Alinea is a restaurant in Chicago, Illinois, United States. In 2010, Alinea was awarded three stars by the Michelin Guide. Since the  closing on December 20, 2017 of Grace, Alinea remains  the only Chicago restaurant with  three  Michelin stars.

History 
The restaurant opened on May 4, 2005, and takes its name from the symbol alinea, which is featured as a logo.

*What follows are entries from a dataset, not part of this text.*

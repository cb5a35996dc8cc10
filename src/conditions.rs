use crate::network::{Network, NetworkError};
use crate::route::SwitchSetting;
use serde::Deserialize;
use std::path::Path;

/// Restricts the candidate paths of an elementary route (named "start -> target") when
/// several paths lead to the same target signal.
pub trait ConditionFilter {
    fn applies_to(&self, name: &str) -> bool;
    fn allows(&self, name: &str, net: &Network, switches: &[SwitchSetting]) -> bool;
}

pub struct NoConditions;

impl ConditionFilter for NoConditions {
    fn applies_to(&self, _name: &str) -> bool {
        false
    }

    fn allows(&self, _name: &str, _net: &Network, _switches: &[SwitchSetting]) -> bool {
        true
    }
}

#[derive(Debug, Clone, Deserialize)]
pub struct SwitchCondition {
    pub module: String,
    #[serde(rename = "ref")]
    pub refpoint: u32,
    pub position: u32,
}

#[derive(Debug, Clone, Deserialize)]
pub struct Condition {
    pub route: String,
    #[serde(default)]
    pub switches: Vec<SwitchCondition>,
}

/// Condition list: a path is kept only if it sets every listed switch to the listed position.
#[derive(Debug, Clone, Default, Deserialize)]
pub struct Conditions {
    #[serde(default)]
    pub conditions: Vec<Condition>,
}

impl Conditions {
    pub fn load(path: &Path) -> Result<Conditions, NetworkError> {
        let contents = std::fs::read_to_string(path).map_err(|source| NetworkError::Io {
            path: path.to_path_buf(),
            source,
        })?;
        serde_json::from_str(&contents).map_err(NetworkError::Conditions)
    }
}

impl ConditionFilter for Conditions {
    fn applies_to(&self, name: &str) -> bool {
        self.conditions.iter().any(|c| c.route == name)
    }

    fn allows(&self, name: &str, net: &Network, switches: &[SwitchSetting]) -> bool {
        self.conditions
            .iter()
            .filter(|c| c.route == name)
            .flat_map(|c| c.switches.iter())
            .all(|cond| {
                switches.iter().any(|s| {
                    let r = net.refpoint(s.refpoint);
                    r.nr == cond.refpoint
                        && s.position == cond.position
                        && net.modules[r.module].name.eq_ignore_ascii_case(&cond.module)
                })
            })
    }
}
use crate::aiming::{select_column, select_replacement_row, select_row, SignalCatalog};
use crate::conditions::ConditionFilter;
use crate::distant::DistantGraph;
use crate::flank::{merge_flank_settings, FlankGraph, FlankSetting};
use crate::generate::GeneratorConfig;
use crate::graph::NodeDir;
use crate::network::{ElementDir, Network, RefId, RefKind};
use crate::route::*;
use crate::route_graph::RouteGraph;
use crate::signal::*;
use log::*;
use std::collections::HashMap;

/// Start descriptor of routes that begin at an entry point instead of a signal.
pub const ENTRY_POINT_NAME: &str = "Aufgleispunkt";
const CONDITIONAL_REGISTER_NAME: &str = "platform crossing";

/// Graphs and matrix extensions shared by the searches of all route classes.
pub struct SearchContext {
    pub distant: DistantGraph,
    pub flank: Option<FlankGraph>,
    pub catalog: SignalCatalog,
}

impl SearchContext {
    pub fn new(flank_protection: bool) -> Self {
        SearchContext {
            distant: DistantGraph::new(),
            flank: if flank_protection { Some(FlankGraph::new()) } else { None },
            catalog: SignalCatalog::new(),
        }
    }
}

/// Route being aimed. The name prefixes log messages.
struct Aim<'r> {
    name: &'r str,
    track_type: TrackType,
    direction: &'r str,
}

/// Route search for one route class.
pub struct RouteSearch<'a> {
    net: &'a Network,
    class: RouteClass,
    alternative_paths: bool,
    conditions: &'a dyn ConditionFilter,
    graph: RouteGraph,
    elementary: HashMap<NodeDir, Vec<ElementaryRoute>>,
}

/// Links collected while assembling one route.
#[derive(Default)]
struct Links {
    registers: Vec<RefId>,
    switches: Vec<SwitchSetting>,
    signals: Vec<(RefId, usize, bool)>,
    distant_signals: Vec<(RefId, usize)>,
    release_points: Vec<RefId>,
    partial_release_points: Vec<RefId>,
    fallback_points: Vec<RefId>,
}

Co-owner Nick Kokonas wrote of the restaurant's name,  Alinea literally means "off the line." The restaurant's symbol, more commonly known as the pilcrow, indicates the beginning of a new train of thought, or a new paragraph. There's a double meaning: on one hand, Alinea claims to represent a new train of thought about food, but as a restaurant, everything still has to come "off the line."

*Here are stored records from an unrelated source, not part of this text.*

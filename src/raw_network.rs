use serde::{Deserialize, Serialize};

use crate::route::Route;

#[derive(Deserialize, Serialize, Debug, Default)]
pub struct Network {
    pub modules: Vec<Module>,
}

#[derive(Deserialize, Serialize, Debug, Default)]
pub struct Module {
    pub name: String,
    pub elements: Vec<Element>,
    #[serde(default)]
    pub reference_points: Vec<ReferencePoint>,

    /// Names of routes that must not be generated for this module.
    #[serde(default)]
    pub deleted_routes: Vec<String>,

    /// Routes stored with the module by a previous run (or by the editor).
    /// Only used for comparison.
    #[serde(default)]
    pub routes: Vec<Route>,
}

#[derive(Deserialize, Serialize, Debug, Default)]
pub struct Element {
    pub nr: u32,
    pub length: f64,
    #[serde(default)]
    pub forward: ElementDirection,
    #[serde(default)]
    pub backward: ElementDirection,
}

#[derive(Deserialize, Serialize, Debug, Default)]
pub struct ElementDirection {
    /// Successors in this direction. More than one successor makes the element a switch.
    #[serde(default)]
    pub next: Vec<Link>,
    #[serde(default)]
    pub signal: Option<Signal>,
    #[serde(default)]
    pub events: Vec<Event>,
    /// Register number, 0 if there is none.
    #[serde(default)]
    pub register: u32,
}

#[derive(Deserialize, Serialize, Debug, Clone)]
#[serde(untagged)]
pub enum Link {
    /// Element in the same module. `reversed` means the successor is entered against its
    /// own forward direction.
    Local {
        element: u32,
        #[serde(default)]
        reversed: bool,
    },
    /// Module boundary: the reference point in the other module points towards the boundary.
    Module { module: String, refpoint: u32 },
}

#[derive(Deserialize, Serialize, Debug, Clone, Copy, PartialEq, Eq)]
#[serde(rename_all = "snake_case")]
pub enum Direction {
    Forward,
    Backward,
}

#[derive(Deserialize, Serialize, Debug, Clone, Copy, PartialEq, Eq)]
#[serde(rename_all = "snake_case")]
pub enum RefKind {
    EntryPoint,
    ModuleBoundary,
    Register,
    Switch,
    Signal,
    ReleasePoint,
    FallbackPoint,
}

#[derive(Deserialize, Serialize, Debug)]
pub struct ReferencePoint {
    pub nr: u32,
    pub element: u32,
    pub direction: Direction,
    pub kind: RefKind,
}

/// Events are stored the way the editor stores them: a kind code with a numeric
/// and a text parameter whose meaning depends on the kind.
#[derive(Deserialize, Serialize, Debug, Clone)]
pub struct Event {
    pub kind: u32,
    #[serde(default)]
    pub value: f64,
    #[serde(default)]
    pub text: String,
}

#[derive(Deserialize, Serialize, Debug, Default)]
pub struct Signal {
    #[serde(default)]
    pub station: String,
    #[serde(default)]
    pub name: String,
    #[serde(default)]
    pub flags: u32,
    #[serde(default)]
    pub random_value: f64,
    #[serde(default)]
    pub rows: Vec<SignalRow>,
    /// Distant signal speeds, one per matrix column.
    #[serde(default)]
    pub columns: Vec<f64>,
    /// Row-major matrix cells. Missing cells are filled in from the row speed.
    #[serde(default)]
    pub cells: Vec<MatrixCell>,
    #[serde(default)]
    pub replacement_rows: Vec<ReplacementRow>,
    /// "Signal speed" event in the signal: applies to all routes ending here.
    #[serde(default)]
    pub target_speed: Option<f64>,
    #[serde(default)]
    pub helper: bool,
    #[serde(default)]
    pub derailer: bool,
    #[serde(default)]
    pub opposing_track_frames: u64,
    #[serde(default)]
    pub direction_indicators: Vec<Indicator>,
    #[serde(default)]
    pub direction_pre_indicators: Vec<Indicator>,
}

#[derive(Deserialize, Serialize, Debug, Clone, Copy)]
pub struct SignalRow {
    pub speed: f64,
    pub classes: u8,
}

#[derive(Deserialize, Serialize, Debug, Clone, Copy, Default)]
pub struct MatrixCell {
    #[serde(default)]
    pub frames: u64,
    #[serde(default)]
    pub speed: Option<f64>,
}

#[derive(Deserialize, Serialize, Debug, Clone, Copy, Default)]
pub struct ReplacementRow {
    /// 0 station, 1 single track, 2 regular track, 3 opposing track. None matches any.
    #[serde(default)]
    pub track_type: Option<u8>,
}

#[derive(Deserialize, Serialize, Debug, Clone)]
pub struct Indicator {
    pub target: String,
    pub frames: u64,
}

In October 2008, chef and owner Grant Achatz and co-author Kokonas published Alinea, a hardcover coffee-table book featuring more than 100 of the restaurant's recipes.

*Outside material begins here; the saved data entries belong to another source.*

impl Network {
    pub fn element(&self, id: ElementId) -> &Element {
        &self.elements[id.0]
    }

    pub fn num_elements(&self) -> usize {
        self.elements.len()
    }

    pub fn num_refpoints(&self) -> usize {
        self.refpoints.len()
    }

    fn dir_info(&self, at: ElementDir) -> &DirInfo {
        &self.elements[at.element.0].dirs[at.dir.index()]
    }

    pub fn length(&self, element: ElementId) -> f64 {
        self.elements[element.0].length
    }

    pub fn module_of(&self, element: ElementId) -> ModuleId {
        self.elements[element.0].module
    }

    pub fn module_by_name(&self, name: &str) -> Option<ModuleId> {
        self.modules.iter().position(|m| m.name == name)
    }

    pub fn signal(&self, at: ElementDir) -> Option<&Signal> {
        self.dir_info(at).signal.map(|id| &self.signals[id])
    }

    pub fn signal_id(&self, at: ElementDir) -> Option<SignalId> {
        self.dir_info(at).signal
    }

    pub fn signal_by_id(&self, id: SignalId) -> &Signal {
        &self.signals[id]
    }

    pub fn signal_location(&self, id: SignalId) -> ElementDir {
        self.signal_at[id]
    }

    pub fn events(&self, at: ElementDir) -> &[Event] {
        &self.dir_info(at).events
    }

    pub fn register(&self, at: ElementDir) -> u32 {
        self.dir_info(at).register
    }

    /// Successors in travel direction. `None` entries are links that could not be resolved.
    pub fn successors(&self, at: ElementDir) -> &[Option<ElementDir>] {
        &self.dir_info(at).successors
    }

    /// Elements from which `at` is entered, in the order of the switch positions of `at`'s
    /// trailing switch.
    pub fn predecessors(&self, at: ElementDir) -> Vec<Option<ElementDir>> {
        self.successors(at.opposite())
            .iter()
            .map(|s| s.map(ElementDir::opposite))
            .collect()
    }

    pub fn is_branching(&self, element: ElementId) -> bool {
        Dir::both()
            .iter()
            .any(|&dir| self.successors(ElementDir::new(element, dir)).len() > 1)
    }

    pub fn refpoint(&self, id: RefId) -> &RefPoint {
        &self.refpoints[id.0]
    }

    pub fn refs_at(&self, at: ElementDir) -> &[RefId] {
        self.refs_at.get(&at).map(|v| v.as_slice()).unwrap_or(&NO_REFS)
    }

    /// First reference point of the given kind at the element and direction.
    pub fn reference_point(&self, at: ElementDir, kind: RefKind) -> Option<RefId> {
        self.refs_at(at)
            .iter()
            .copied()
            .find(|r| self.refpoints[r.0].kind == kind)
    }

    pub fn refpoint_by_nr(&self, module: ModuleId, nr: u32) -> Option<RefId> {
        self.ref_by_nr.get(&(module, nr)).copied()
    }

    pub fn describe(&self, at: ElementDir) -> String {
        let e = &self.elements[at.element.0];
        format!(
            "{}:{}{}",
            self.modules[e.module].name,
            e.nr,
            match at.dir {
                Dir::Forward => "+",
                Dir::Backward => "-",
            }
        )
    }

    pub fn describe_ref(&self, id: RefId) -> String {
        let r = &self.refpoints[id.0];
        format!("{}@{}", r.nr, self.modules[r.module].name)
    }
}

In January 2016, the Alinea Group, the owner of Alinea, bought Moto restaurant in Chicago.

On January 1, 2016, Alinea closed temporarily for renovations. The restaurant planned to operate pop-up restaurants worldwide before reopening on May 20, 2016 after an extensive remodel and overhaul of the menu.

In May 2016, Alinea and its chef and owner Grant Achatz were featured in the Netflix show Chef's Table. The innovative food of Alinea and the journey of Achatz to renowned chef were highlighted

Awards and honors
Alinea received the AAA Five Diamond Award, the highest level of recognition given by the AAA, from 2007 to 2017. It  ranked ninth  on the S. Pellegrino World's 50 Best Restaurants List, second only to Eleven Madison Park in the US. As of 2017, Alinea is the only Michelin Guide 3-star restaurant in Chicago. Alinea received the 2016 James Beard Foundation Award for Outstanding Restaurant.

In 2016, Alinea was ranked 15th among the World's 50 Best Restaurants, an increase of 11 spots from 2015. In October 2016, TripAdvisor named it the number one fine dining restaurant in the United States, and one of the 10 best restaurants in the world.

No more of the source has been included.